## Problem to work on
From the top of the records below down to the line containing "pub const DEFAULT_EVVM_ID: u64 = 1074;", reproduce every line exactly.

Saved entries
________________________

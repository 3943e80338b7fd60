//! Deployment constants for the public Sepolia test-net instance.

use alloy_primitives::{address, Address};

/// Default JSON-RPC endpoint.
pub const DEFAULT_RPC_URL: &str = "https://0xrpc.io/sep";

pub const SEPOLIA_CHAIN_ID: u64 = 11_155_111;

/// EVVM instance id of the default deployment.
pub const DEFAULT_EVVM_ID: u64 = 1074;

pub const EVVM_ADDRESS: Address = address!("7A2D55Cd7946A2565afB5f9bF14E2E0749bF10E5");

pub const NAME_SERVICE_ADDRESS: Address = address!("3Eb1A06faff55B618eA90b20169f37B73B0dDea3");

/// Sensor-logging service.
pub const SENSOR_SERVICE_ADDRESS: Address = address!("927e11039EbDE25095b3C413Ef35981119e3f257");

/// EVVM registry. Lives on Sepolia regardless of the chain an EVVM runs on.
pub const REGISTRY_ADDRESS: Address = address!("389dC8fb09211bbDA841D59f4a51160dA2377832");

________________________

## Your solution
repository 3943e80338b7fd60
//! Deployment constants for the public Sepolia test-net instance.

use alloy_primitives::{address, Address};

/// Default JSON-RPC endpoint.
pub const DEFAULT_RPC_URL: &str = "https://0xrpc.io/sep";

pub const SEPOLIA_CHAIN_ID: u64 = 11_155_111;

/// EVVM instance id of the default deployment.
pub const DEFAULT_EVVM_ID: u64 = 1074;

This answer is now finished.